Most of us don’t have a ‘control me’ to compare to.
This is a false dichotomy. Here is a pig bred by a pig farmer; how much of the pig exists due to the efforts of the pig farmer and how much of the pig exists because of the efforts of its parents?
To take a different angle - I accept that I have benefited from structural inequities and intersectional identity biases, good schools, so on. Highly doubtful control me without those advantages woukd have grown up to the same SES level I am now, working just as hard, just as dedicated and tenacious, same native abilities.
And?
I still have done a job that our society values and rewards in keeping with the value it places upon it.
I don’t think I deserve an inordinate slice of the SS pie on top of everything else, but while, sure, my having gotten there compared to imaginary control me is just that “life isn’t fair”, should I not have gotten the spoils?
I chose equal weights because I can’t justify anything more precise. These factors are so interrelated, I don’t know how they could be untangled without tons of statistical analysis.
For example:
Having a baby as a teen limits one’s opportunities and potentially one’s future success. But how much did each factor contribute?

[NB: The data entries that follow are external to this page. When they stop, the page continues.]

pub mod diagnostics;
pub mod engine;
pub mod keying;

use std::sync::Arc;

use tracing::{info, warn};

pub use engine::api::{FilterEngine, FilterGraph};
pub use keyer_frame::{NativeFrame, PixelFormat};
pub use keying::context::{destroy_context, process_frame, FrameOutcome, KeyContext, PassThrough};
pub use keying::error::KeyError;

/// Environment variable selecting the filter engine.
pub const ENGINE_ENV_VAR: &str = "KEYER_ENGINE";

/// Which filter engine backs new keying contexts.
#[derive(Debug, Clone, Copy, PartialEq, Eq, Default)]
pub enum EngineKind {
    /// Pure-Rust chroma/colour key.
    #[default]
    Software,
    /// libavfilter, when built with the `ffmpeg` feature.
    Ffmpeg,
    /// Pass-through mock, for exercising a host without keying.
    Mock,
}

impl EngineKind {
    pub fn parse(value: &str) -> Option<Self> {
        match value.trim().to_ascii_lowercase().as_str() {
            "software" | "sw" => Some(Self::Software),
            "ffmpeg" | "libav" | "libavfilter" => Some(Self::Ffmpeg),
            "mock" => Some(Self::Mock),
            _ => None,
        }
    }

    /// Read `KEYER_ENGINE`, defaulting to the software engine.
    pub fn from_env() -> Self {
        match std::env::var(ENGINE_ENV_VAR) {
            Ok(value) => Self::parse(&value).unwrap_or_else(|| {
                warn!("unknown {ENGINE_ENV_VAR} value '{value}', using software engine");
                Self::Software
            }),
            Err(_) => Self::Software,
        }
    }
}

/// Create the engine shared by every keying context.
///
/// Performs the engine's one-time process initialisation, so call it once at
/// startup. Falls back to the software engine when the requested one is
/// unavailable.
pub fn create_engine(kind: EngineKind) -> Arc<dyn FilterEngine> {
    match kind {
        EngineKind::Software => {}
        EngineKind::Mock => {
            info!("using mock filter engine");
            return Arc::new(engine::mock::MockEngine::new());
        }
        EngineKind::Ffmpeg => {
            if let Some(engine) = ffmpeg_engine() {
                return engine;
            }
        }
    }
    info!("using software filter engine");
    Arc::new(engine::software::SoftwareEngine::new())
}

#[cfg(feature = "ffmpeg")]
fn ffmpeg_engine() -> Option<Arc<dyn FilterEngine>> {
    match engine::ffmpeg::FfmpegEngine::initialise() {
        Ok(engine) => Some(Arc::new(engine)),
        Err(e) => {
            warn!("ffmpeg engine unavailable ({e}), using software engine");
            None
        }
    }
}

#[cfg(not(feature = "ffmpeg"))]
fn ffmpeg_engine() -> Option<Arc<dyn FilterEngine>> {
    warn!("built without the `ffmpeg` feature, using software engine");
    None
}

#[cfg(test)]
mod tests {
    use super::*;

    #[test]
    fn engine_kind_parses_known_names() {
        assert_eq!(EngineKind::parse("software"), Some(EngineKind::Software));
        assert_eq!(EngineKind::parse(" FFmpeg "), Some(EngineKind::Ffmpeg));
        assert_eq!(EngineKind::parse("mock"), Some(EngineKind::Mock));
        assert_eq!(EngineKind::parse("opencl"), None);
    }

    #[test]
    fn create_engine_honours_kind() {
        assert_eq!(create_engine(EngineKind::Software).name(), "software");
        assert_eq!(create_engine(EngineKind::Mock).name(), "mock");
    }

    #[cfg(not(feature = "ffmpeg"))]
    #[test]
    fn ffmpeg_falls_back_to_software_when_not_built() {
        assert_eq!(create_engine(EngineKind::Ffmpeg).name(), "software");
    }
}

A genetic predisposition to risk taking?
An environment that encourages it?
An individual’s choice?
But you’re right that the weights are not going to be even across demographics (gender, race, etc.) and I could have made better starting guesses for those cases.
My answer was influenced by the parent thread about adjusting SS start dates by occupation where the difference is, for example, whether someone makes a career as an ironworker or a telemarketer. I wasn’t imaging such a disparity for a single individual.